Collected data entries
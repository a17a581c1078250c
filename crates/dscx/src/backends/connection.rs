use std::sync::Arc;

use async_trait::async_trait;

use crate::backends::{in_mem, sqlite};
use crate::common::{Row, Value};
use crate::error::Result;

/// 🤝 What a driver can do beyond the basics, negotiated once per [`ConnectionSource`].
///
/// Typed on purpose: we ask the connection, it answers with a struct. No poking around
/// at runtime to see whether some optional method happens to exist.
///
/// [`ConnectionSource`]: crate::backends::ConnectionSource
#[derive(Debug, Clone, Copy, PartialEq, Eq, Default)]
pub struct Capabilities {
    /// 💓 Driver can answer "are you still there?" within a timeout.
    pub liveness_probe: bool,
}

/// 🔌 Something that can dial the database and hand back a live connection.
///
/// # Contract 📜
/// - `connect` returns a usable connection or an error. Never a half-open zombie.
/// - Connectors are cheap to share: the producer keeps one for the whole process.
#[async_trait]
pub trait Connector: std::fmt::Debug + Send + Sync {
    /// 📞 Open a brand new session.
    async fn connect(&self) -> Result<ConnectionBackend>;
}

/// 🗄️ A live data-source session.
///
/// # Contract 📜
/// - `query` binds `params` positionally (`?` placeholders) and returns every row.
/// - `query_first` returns only the first row. Extra rows are ignored on purpose:
///   first row wins, for by-id lookups and column mapping alike.
/// - `is_closed` is a local check, no round trip.
/// - `probe` is a round trip and only gets called when `capabilities().liveness_probe` is set.
/// - `close` is idempotent. Closing a closed connection is a shrug, not an error.
///
/// 🧠 Knowledge graph: pattern is trait → concrete impls (SqliteConnection,
/// InMemoryConnection) → `ConnectionBackend` enum, same as the sinks.
#[async_trait]
pub trait Connection: std::fmt::Debug + Send + Sync {
    /// 📜 Run a statement and collect all rows.
    async fn query(&self, sql: &str, params: &[Value]) -> Result<Vec<Row>>;

    /// 🥇 Run a statement and keep only the first row.
    async fn query_first(&self, sql: &str, params: &[Value]) -> Result<Option<Row>> {
        Ok(self.query(sql, params).await?.into_iter().next())
    }

    /// 🔒 Has this session been closed (by us or by the driver)?
    fn is_closed(&self) -> bool;

    /// 💓 Round-trip liveness check. `false` means "reopen me".
    async fn probe(&self) -> bool;

    /// 🗑️ Release the session.
    async fn close(&self) -> Result<()>;

    /// 🤝 What this driver supports.
    fn capabilities(&self) -> Capabilities;
}

/// 🎭 The many faces of a connection: SQLite for real work, in-memory for tests and dry runs.
#[derive(Debug)]
pub enum ConnectionBackend {
    Sqlite(sqlite::SqliteConnection),
    InMemory(in_mem::InMemoryConnection),
}

/// 🔗 The handle records carry around. The producer owns the pass, records just borrow a clone.
pub type SharedConnection = Arc<ConnectionBackend>;

#[async_trait]
impl Connection for ConnectionBackend {
    async fn query(&self, sql: &str, params: &[Value]) -> Result<Vec<Row>> {
        match self {
            ConnectionBackend::Sqlite(c) => c.query(sql, params).await,
            ConnectionBackend::InMemory(c) => c.query(sql, params).await,
        }
    }

    async fn query_first(&self, sql: &str, params: &[Value]) -> Result<Option<Row>> {
        match self {
            ConnectionBackend::Sqlite(c) => c.query_first(sql, params).await,
            ConnectionBackend::InMemory(c) => c.query_first(sql, params).await,
        }
    }

    fn is_closed(&self) -> bool {
        match self {
            ConnectionBackend::Sqlite(c) => c.is_closed(),
            ConnectionBackend::InMemory(c) => c.is_closed(),
        }
    }

    async fn probe(&self) -> bool {
        match self {
            ConnectionBackend::Sqlite(c) => c.probe().await,
            ConnectionBackend::InMemory(c) => c.probe().await,
        }
    }

    async fn close(&self) -> Result<()> {
        match self {
            ConnectionBackend::Sqlite(c) => c.close().await,
            ConnectionBackend::InMemory(c) => c.close().await,
        }
    }

    fn capabilities(&self) -> Capabilities {
        match self {
            ConnectionBackend::Sqlite(c) => c.capabilities(),
            ConnectionBackend::InMemory(c) => c.capabilities(),
        }
    }
}

/// 🎭 The many faces of a connector. Mirrors `ConnectionBackend` one level up.
#[derive(Debug)]
pub enum ConnectorBackend {
    Sqlite(sqlite::SqliteConnector),
    InMemory(in_mem::InMemoryConnector),
}

#[async_trait]
impl Connector for ConnectorBackend {
    async fn connect(&self) -> Result<ConnectionBackend> {
        match self {
            ConnectorBackend::Sqlite(c) => c.connect().await,
            ConnectorBackend::InMemory(c) => c.connect().await,
        }
    }
}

**Work required:**
In the data above, retype exactly and only the lines between the one holding "Knowledge graph: pattern" and the one holding "fn is_closed(&self) -> bool;", inclusive.

**Your response:**
/// 🧠 Knowledge graph: pattern is trait → concrete impls (SqliteConnection,
/// InMemoryConnection) → `ConnectionBackend` enum, same as the sinks.
#[async_trait]
pub trait Connection: std::fmt::Debug + Send + Sync {
    /// 📜 Run a statement and collect all rows.
    async fn query(&self, sql: &str, params: &[Value]) -> Result<Vec<Row>>;

    /// 🥇 Run a statement and keep only the first row.
    async fn query_first(&self, sql: &str, params: &[Value]) -> Result<Option<Row>> {
        Ok(self.query(sql, params).await?.into_iter().next())
    }

    /// 🔒 Has this session been closed (by us or by the driver)?
    fn is_closed(&self) -> bool;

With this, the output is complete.